» **Task to complete**:
Locate the line that contains "hour, min, sec)" in the entries below. Retype it and all following lines through the final one, character for character.

= = =

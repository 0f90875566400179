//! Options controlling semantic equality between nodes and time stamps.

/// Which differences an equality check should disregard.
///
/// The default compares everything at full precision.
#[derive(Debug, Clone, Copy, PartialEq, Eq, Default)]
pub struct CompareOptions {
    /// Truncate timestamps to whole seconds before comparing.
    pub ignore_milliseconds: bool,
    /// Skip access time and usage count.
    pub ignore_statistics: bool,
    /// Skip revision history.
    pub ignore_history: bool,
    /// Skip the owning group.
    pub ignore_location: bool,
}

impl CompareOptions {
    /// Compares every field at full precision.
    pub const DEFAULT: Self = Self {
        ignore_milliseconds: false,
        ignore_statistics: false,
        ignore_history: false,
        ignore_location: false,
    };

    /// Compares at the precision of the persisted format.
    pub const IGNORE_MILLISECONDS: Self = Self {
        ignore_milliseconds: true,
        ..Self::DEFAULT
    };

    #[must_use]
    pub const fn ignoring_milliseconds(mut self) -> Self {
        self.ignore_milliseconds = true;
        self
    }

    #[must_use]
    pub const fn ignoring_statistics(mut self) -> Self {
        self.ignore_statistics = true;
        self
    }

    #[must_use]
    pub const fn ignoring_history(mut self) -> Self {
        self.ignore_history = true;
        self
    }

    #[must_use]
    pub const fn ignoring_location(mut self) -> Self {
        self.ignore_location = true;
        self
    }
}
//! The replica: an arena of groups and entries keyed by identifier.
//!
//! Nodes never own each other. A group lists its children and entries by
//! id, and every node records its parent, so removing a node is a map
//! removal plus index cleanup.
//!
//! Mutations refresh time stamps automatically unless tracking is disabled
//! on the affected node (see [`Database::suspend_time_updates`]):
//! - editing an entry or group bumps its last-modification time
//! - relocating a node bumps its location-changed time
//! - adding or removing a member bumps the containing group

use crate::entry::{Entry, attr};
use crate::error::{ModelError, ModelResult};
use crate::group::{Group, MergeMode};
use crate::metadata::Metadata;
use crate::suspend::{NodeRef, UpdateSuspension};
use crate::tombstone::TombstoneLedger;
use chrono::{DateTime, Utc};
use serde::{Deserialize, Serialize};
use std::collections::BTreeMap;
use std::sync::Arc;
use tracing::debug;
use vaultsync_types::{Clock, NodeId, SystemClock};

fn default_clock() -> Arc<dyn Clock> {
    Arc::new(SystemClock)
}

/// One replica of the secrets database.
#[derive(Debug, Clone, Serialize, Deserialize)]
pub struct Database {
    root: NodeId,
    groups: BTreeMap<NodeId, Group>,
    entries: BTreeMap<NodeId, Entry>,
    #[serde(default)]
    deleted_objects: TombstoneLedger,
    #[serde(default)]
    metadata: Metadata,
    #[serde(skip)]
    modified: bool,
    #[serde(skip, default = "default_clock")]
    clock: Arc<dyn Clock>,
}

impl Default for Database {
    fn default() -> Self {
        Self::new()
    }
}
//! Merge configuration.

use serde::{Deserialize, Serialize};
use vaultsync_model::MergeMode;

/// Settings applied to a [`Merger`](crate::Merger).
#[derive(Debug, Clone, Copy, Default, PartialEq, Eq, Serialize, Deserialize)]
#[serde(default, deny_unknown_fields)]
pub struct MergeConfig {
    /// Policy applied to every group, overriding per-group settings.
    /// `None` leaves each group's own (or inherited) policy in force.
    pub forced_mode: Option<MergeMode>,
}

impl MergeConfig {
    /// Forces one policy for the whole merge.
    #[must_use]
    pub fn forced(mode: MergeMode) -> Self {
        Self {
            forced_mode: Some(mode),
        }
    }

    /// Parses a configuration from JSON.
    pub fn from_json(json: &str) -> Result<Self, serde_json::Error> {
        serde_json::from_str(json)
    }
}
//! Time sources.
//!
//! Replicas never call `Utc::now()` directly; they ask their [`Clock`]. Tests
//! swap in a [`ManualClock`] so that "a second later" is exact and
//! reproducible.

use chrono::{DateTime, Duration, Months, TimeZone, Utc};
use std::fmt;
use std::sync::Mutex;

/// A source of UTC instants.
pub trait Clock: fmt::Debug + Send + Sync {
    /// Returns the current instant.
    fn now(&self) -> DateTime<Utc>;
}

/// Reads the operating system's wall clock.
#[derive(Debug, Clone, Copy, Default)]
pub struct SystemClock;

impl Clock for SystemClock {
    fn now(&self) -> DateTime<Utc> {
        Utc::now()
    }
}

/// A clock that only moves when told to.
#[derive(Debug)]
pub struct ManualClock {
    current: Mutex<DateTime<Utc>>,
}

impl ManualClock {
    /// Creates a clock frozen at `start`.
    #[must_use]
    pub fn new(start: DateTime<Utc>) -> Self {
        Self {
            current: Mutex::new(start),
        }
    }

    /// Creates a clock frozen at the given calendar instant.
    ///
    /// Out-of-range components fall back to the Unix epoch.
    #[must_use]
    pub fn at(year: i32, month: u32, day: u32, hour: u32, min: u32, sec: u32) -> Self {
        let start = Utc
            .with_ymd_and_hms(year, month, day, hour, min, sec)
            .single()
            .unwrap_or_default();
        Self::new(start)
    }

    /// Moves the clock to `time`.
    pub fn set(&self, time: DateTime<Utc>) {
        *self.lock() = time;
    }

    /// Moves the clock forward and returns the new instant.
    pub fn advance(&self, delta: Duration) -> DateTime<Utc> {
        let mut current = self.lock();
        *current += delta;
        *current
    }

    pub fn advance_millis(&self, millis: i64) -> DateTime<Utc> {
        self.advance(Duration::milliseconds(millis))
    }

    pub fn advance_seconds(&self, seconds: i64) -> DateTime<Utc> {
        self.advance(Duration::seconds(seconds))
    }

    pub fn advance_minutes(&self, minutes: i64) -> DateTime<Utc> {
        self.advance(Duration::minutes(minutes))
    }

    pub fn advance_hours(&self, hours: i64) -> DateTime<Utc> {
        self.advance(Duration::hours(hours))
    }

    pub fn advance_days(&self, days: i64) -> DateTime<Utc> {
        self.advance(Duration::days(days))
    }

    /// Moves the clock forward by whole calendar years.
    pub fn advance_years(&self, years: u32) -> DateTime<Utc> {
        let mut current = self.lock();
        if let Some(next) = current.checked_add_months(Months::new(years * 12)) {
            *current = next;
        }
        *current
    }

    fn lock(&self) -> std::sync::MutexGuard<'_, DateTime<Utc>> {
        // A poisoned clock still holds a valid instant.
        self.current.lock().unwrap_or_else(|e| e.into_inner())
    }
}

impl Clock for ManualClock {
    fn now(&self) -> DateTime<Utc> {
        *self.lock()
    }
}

= = =

» **Solution to the exercise**:
            .with_ymd_and_hms(year, month, day, hour, min, sec)
            .single()
            .unwrap_or_default();
        Self::new(start)
    }

    /// Moves the clock to `time`.
    pub fn set(&self, time: DateTime<Utc>) {
        *self.lock() = time;
    }

    /// Moves the clock forward and returns the new instant.
    pub fn advance(&self, delta: Duration) -> DateTime<Utc> {
        let mut current = self.lock();
        *current += delta;
        *current
    }

    pub fn advance_millis(&self, millis: i64) -> DateTime<Utc> {
        self.advance(Duration::milliseconds(millis))
    }

    pub fn advance_seconds(&self, seconds: i64) -> DateTime<Utc> {
        self.advance(Duration::seconds(seconds))
    }

    pub fn advance_minutes(&self, minutes: i64) -> DateTime<Utc> {
        self.advance(Duration::minutes(minutes))
    }

    pub fn advance_hours(&self, hours: i64) -> DateTime<Utc> {
        self.advance(Duration::hours(hours))
    }

    pub fn advance_days(&self, days: i64) -> DateTime<Utc> {
        self.advance(Duration::days(days))
    }

    /// Moves the clock forward by whole calendar years.
    pub fn advance_years(&self, years: u32) -> DateTime<Utc> {
        let mut current = self.lock();
        if let Some(next) = current.checked_add_months(Months::new(years * 12)) {
            *current = next;
        }
        *current
    }

    fn lock(&self) -> std::sync::MutexGuard<'_, DateTime<Utc>> {
        // A poisoned clock still holds a valid instant.
        self.current.lock().unwrap_or_else(|e| e.into_inner())
    }
}

impl Clock for ManualClock {
    fn now(&self) -> DateTime<Utc> {
        *self.lock()
    }
}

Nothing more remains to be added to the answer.